说到手机当中隐私的泄露方式,大家可能首先想到的是暗藏的软件或者后台程序在搞鬼。但根据一项最新的研究显示,就连与程序相关性不大的手机电池,都有可能泄露使用者的个人信息。利用HTML5的漏洞,黑客可以利用网站来获取手机电池的寿命资料,从而用来辨别用户的身份信息。
为了协助各网站让浏览其页面的行动装置电池寿命最佳化,全球资讯网协会在2012年推出了电池状态应用程式介面(API)。其基本功能在于让网站得以看到用户的行动装置剩余多少电池用量,使其得以在必要时切换至低功耗模式页面。例如,以Chrome、Firefox与Opera等浏览器浏览网站时,如果网站侦测到用户的行动装置剩余有限电量,即可暂停选择耗电的功能。

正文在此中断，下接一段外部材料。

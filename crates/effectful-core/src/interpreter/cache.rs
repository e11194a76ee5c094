// Key/value cache interpreter

use std::sync::Arc;
use std::time::Duration;

use async_trait::async_trait;
use bytes::Bytes;

use effectful_error::BackendResult;

use super::{check_payload, require, CacheInterpreter, Rejection};
use crate::config::{InterpreterConfig, MAX_CACHE_TTL};
use crate::effect::{CacheAck, CacheEffect, CacheLookup, CacheResult, Removal};
use crate::outcome::Outcome;

/// A byte cache with optional per-entry expiry
#[async_trait]
pub trait CacheStore: Send + Sync {
    async fn get(&self, key: &str) -> BackendResult<Option<Bytes>>;

    /// Store `value`; `ttl: None` keeps it until evicted
    async fn set(&self, key: &str, value: Bytes, ttl: Option<Duration>) -> BackendResult<()>;

    /// Returns whether an entry was removed
    async fn delete(&self, key: &str) -> BackendResult<bool>;
}

/// [`CacheInterpreter`] over a [`CacheStore`].
///
/// Keys are prefixed with the configured namespace before they reach the
/// store, and writes without an explicit expiry get the configured default.
#[derive(Clone)]
pub struct CacheStoreInterpreter {
    store: Arc<dyn CacheStore>,
    config: Arc<InterpreterConfig>,
}

impl CacheStoreInterpreter {
    pub fn new(store: Arc<dyn CacheStore>, config: Arc<InterpreterConfig>) -> Self {
        Self { store, config }
    }

    async fn apply(&self, effect: &CacheEffect) -> Result<CacheResult, Rejection> {
        match effect {
            CacheEffect::Get(op) => {
                require("cache key", &op.key)?;
                let key = self.config.cache_key(&op.key);
                let lookup = match self.store.get(&key).await? {
                    Some(value) => CacheLookup::Hit(value),
                    None => CacheLookup::Miss,
                };
                Ok(CacheResult::Lookup(lookup))
            }
            CacheEffect::Set(op) => {
                require("cache key", &op.key)?;
                check_payload(&self.config, "cache value", op.value.len())?;
                let ttl = op.ttl.or_else(|| self.config.default_cache_ttl());
                match ttl {
                    Some(ttl) if ttl.is_zero() => {
                        return Err(Rejection::invalid("cache ttl must be positive"));
                    }
                    Some(ttl) if ttl > MAX_CACHE_TTL => {
                        return Err(Rejection::invalid(format!(
                            "cache ttl is {}s, limit is {}s",
                            ttl.as_secs(),
                            MAX_CACHE_TTL.as_secs()
                        )));
                    }
                    _ => {}
                }
                let key = self.config.cache_key(&op.key);
                self.store.set(&key, op.value.clone(), ttl).await?;
                Ok(CacheResult::Stored(CacheAck { ttl }))
            }
            CacheEffect::Delete(op) => {
                require("cache key", &op.key)?;
                let key = self.config.cache_key(&op.key);
                let existed = self.store.delete(&key).await?;
                Ok(CacheResult::Removal(Removal::from_existed(existed)))
            }
        }
    }
}

#[async_trait]
impl CacheInterpreter for CacheStoreInterpreter {
    async fn handle(&self, effect: CacheEffect) -> Outcome<CacheResult> {
        self.apply(&effect)
            .await
            .map_err(|rejection| rejection.into_error(effect.into(), &self.config))
    }
}

#[cfg(test)]
mod tests {
    use super::*;
    use crate::effect::CacheSet;
    use effectful_error::ErrorKind;
    use parking_lot::Mutex;

    #[derive(Default)]
    struct Recorded {
        writes: Mutex<Vec<(String, Option<Duration>)>>,
    }

    #[async_trait]
    impl CacheStore for Recorded {
        async fn get(&self, _key: &str) -> BackendResult<Option<Bytes>> {
            Ok(None)
        }

        async fn set(&self, key: &str, _value: Bytes, ttl: Option<Duration>) -> BackendResult<()> {
            self.writes.lock().push((key.to_string(), ttl));
            Ok(())
        }

        async fn delete(&self, _key: &str) -> BackendResult<bool> {
            Ok(false)
        }
    }

    fn interpreter(store: Arc<Recorded>, config: InterpreterConfig) -> CacheStoreInterpreter {
        CacheStoreInterpreter::new(store, Arc::new(config))
    }

    #[tokio::test]
    async fn test_ttl_above_limit_never_reaches_store() {
        let store = Arc::new(Recorded::default());
        let cache = interpreter(store.clone(), InterpreterConfig::default());

        for ttl in [MAX_CACHE_TTL + Duration::from_secs(1), Duration::MAX] {
            let err = cache
                .handle(CacheSet::new("k", "v").with_ttl(ttl).into())
                .await
                .unwrap_err();
            assert_eq!(err.kind, ErrorKind::InvalidRequest);
            assert!(!err.retryable);
        }
        assert!(store.writes.lock().is_empty());

        let ack = cache
            .handle(CacheSet::new("k", "v").with_ttl(MAX_CACHE_TTL).into())
            .await
            .unwrap();
        assert_eq!(ack, CacheResult::Stored(CacheAck { ttl: Some(MAX_CACHE_TTL) }));
    }

    #[tokio::test]
    async fn test_sub_second_default_ttl_still_writes() {
        let store = Arc::new(Recorded::default());
        let config = InterpreterConfig::new().with_default_cache_ttl(Duration::from_millis(500));
        let cache = interpreter(store.clone(), config);

        cache.handle(CacheSet::new("k", "v").into()).await.unwrap();
        assert_eq!(
            store.writes.lock().as_slice(),
            &[("k".to_string(), Some(Duration::from_secs(1)))]
        );
    }
}
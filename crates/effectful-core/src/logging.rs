// Tracing setup for binaries embedding the core
//
// The core only emits events; installing a subscriber is left to the host.
// Every driver run is wrapped in an `effect_program` span carrying the
// program's type name, and each dispatched effect is a `debug` event inside
// it, so the layers below keep the span attached to every line.

use anyhow::Result;
use tracing_subscriber::layer::SubscriberExt;
use tracing_subscriber::{
    fmt::{self, format::FmtSpan},
    EnvFilter, Registry,
};

/// Crates whose events a bare level applies to
const EFFECTFUL_TARGETS: &[&str] = &["effectful_core", "effectful_memory"];

/// Level kept for every other crate when a bare level is given
const OTHER_TARGETS_LEVEL: &str = "warn";

/// Expand `log_level` into filter directives.
///
/// A bare level such as `"debug"` applies to the effectful crates only and
/// leaves everything else at `warn`, so program traces are not drowned out
/// by the host's dependencies. Anything else is taken as directives as-is.
pub fn filter_directives(log_level: &str) -> String {
    let level = log_level.trim();
    let is_bare_level = matches!(
        level.to_ascii_lowercase().as_str(),
        "trace" | "debug" | "info" | "warn" | "error" | "off"
    );
    if !is_bare_level {
        return level.to_string();
    }

    let mut directives = vec![OTHER_TARGETS_LEVEL.to_string()];
    directives.extend(EFFECTFUL_TARGETS.iter().map(|target| format!("{target}={level}")));
    directives.join(",")
}

//-----------------------------------------------------------------------------
// Tracing Initialization
//-----------------------------------------------------------------------------

/// Installs a global subscriber for effect program traces.
///
/// # Arguments
///
/// * `log_level`: a bare level (see [`filter_directives`]) or full filter
///   directives, defaulting to `"info"`. `RUST_LOG` takes precedence when set.
/// * `json_output`: emit one JSON object per event, with the enclosing
///   `effect_program` span's fields. Defaults to `false`.
///
/// Program runs are reported on span close with their busy and idle time.
///
/// Fails if the directives do not parse or a global subscriber is already
/// installed.
pub fn init_tracing(log_level: Option<&str>, json_output: Option<bool>) -> Result<()> {
    let directives = filter_directives(log_level.unwrap_or("info"));
    let env_filter =
        EnvFilter::try_from_default_env().or_else(|_| EnvFilter::try_new(&directives))?;

    let subscriber = Registry::default().with(env_filter);

    if json_output.unwrap_or(false) {
        let json_layer = fmt::layer()
            .json()
            .flatten_event(true)
            .with_span_events(FmtSpan::CLOSE)
            .with_current_span(true)
            .with_span_list(false);
        tracing::subscriber::set_global_default(subscriber.with(json_layer))?;
    } else {
        let fmt_layer = fmt::layer()
            .compact()
            .with_span_events(FmtSpan::CLOSE)
            .with_target(false);
        tracing::subscriber::set_global_default(subscriber.with(fmt_layer))?;
    }

    Ok(())
}

#[cfg(test)]
mod tests {
    use super::*;

    #[test]
    fn test_bare_level_scopes_to_effectful_crates() {
        assert_eq!(
            filter_directives("debug"),
            "warn,effectful_core=debug,effectful_memory=debug"
        );
        assert_eq!(
            filter_directives(" TRACE "),
            "warn,effectful_core=TRACE,effectful_memory=TRACE"
        );
    }

    #[test]
    fn test_directives_pass_through() {
        assert_eq!(
            filter_directives("effectful_core[effect_program]=debug,info"),
            "effectful_core[effect_program]=debug,info"
        );
        assert!(EnvFilter::try_new(filter_directives("info")).is_ok());
    }

    #[test]
    fn test_second_init_is_rejected() {
        // Whichever call wins, the global default can only be set once
        let _ = init_tracing(Some("debug"), None);
        assert!(init_tracing(Some("debug"), Some(true)).is_err());
    }
}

根据比利时与法国安全研究人员发布的一项研究显示,这种电池状态API存在几个问题。首先,W3C规范中并未要求网站预先取得查询用户装置电池寿命的许可。仅在一部份的规范中解释:“所披露的资讯对于个人隐私或指纹的影响微乎其微,因而不需用户授权。”
但研究人员并不同意这样的说法。
网站能够从浏览其页面的装置取得相当多的资讯。所记录的资料包括估计电池放电所需的时间,以及剩余的电池寿创百分比。结合这些数字与资料可能成为一种辨识用户行动装置的辨识码组合。
此外,这些资料每30秒就更新一次。这些资料的特殊性,以及收集资料的频率,都明显提高了辨识与锁定用户身份的机会。
“在很短的间隔,这种电池状态API可用于追踪用户辨识码,”研究人员解释说。“当用户以新的身份再度浏览网站时,可能会利用浏览器的无痕模式或清除cookies及其客户端辨识码。但在一段短时间间隔内连续浏览,网站就能利用电池电量与充/放电时间,自动连结用户的新、旧辨识码。网站还能重新引用用户的cookies及其他客户端辨识码,这种方法即所谓的‘重生’。”
你认为企业虚拟私有网路(VPN)会保护你吗?并不会!研究人员警告道。
“在企业环境下,装置之间共享类似的特性与IP位址,并在防火墙之后,利用电池资讯来区别装置,”根据该研究指出,浏览网站的装置通常为他们带来足够的资料,使其得以为智慧型手机附加上半永久性的辨识码。但这样的方式令人感到不安。
其实关于电池暴露使用者信息的问题,早在2012年就被发现,但时至今日仍旧没有得到有效改善。研究人员指出,这个问题的改善其实并不困难,只要对电池用量的读数进行修改,使之不再那么准确,问题就可以得到有效地解决。并且对电池寿命数值的修改并不会对电池的寿命造成过大的影响,因此这一修改并不会对用户的使用造成影响。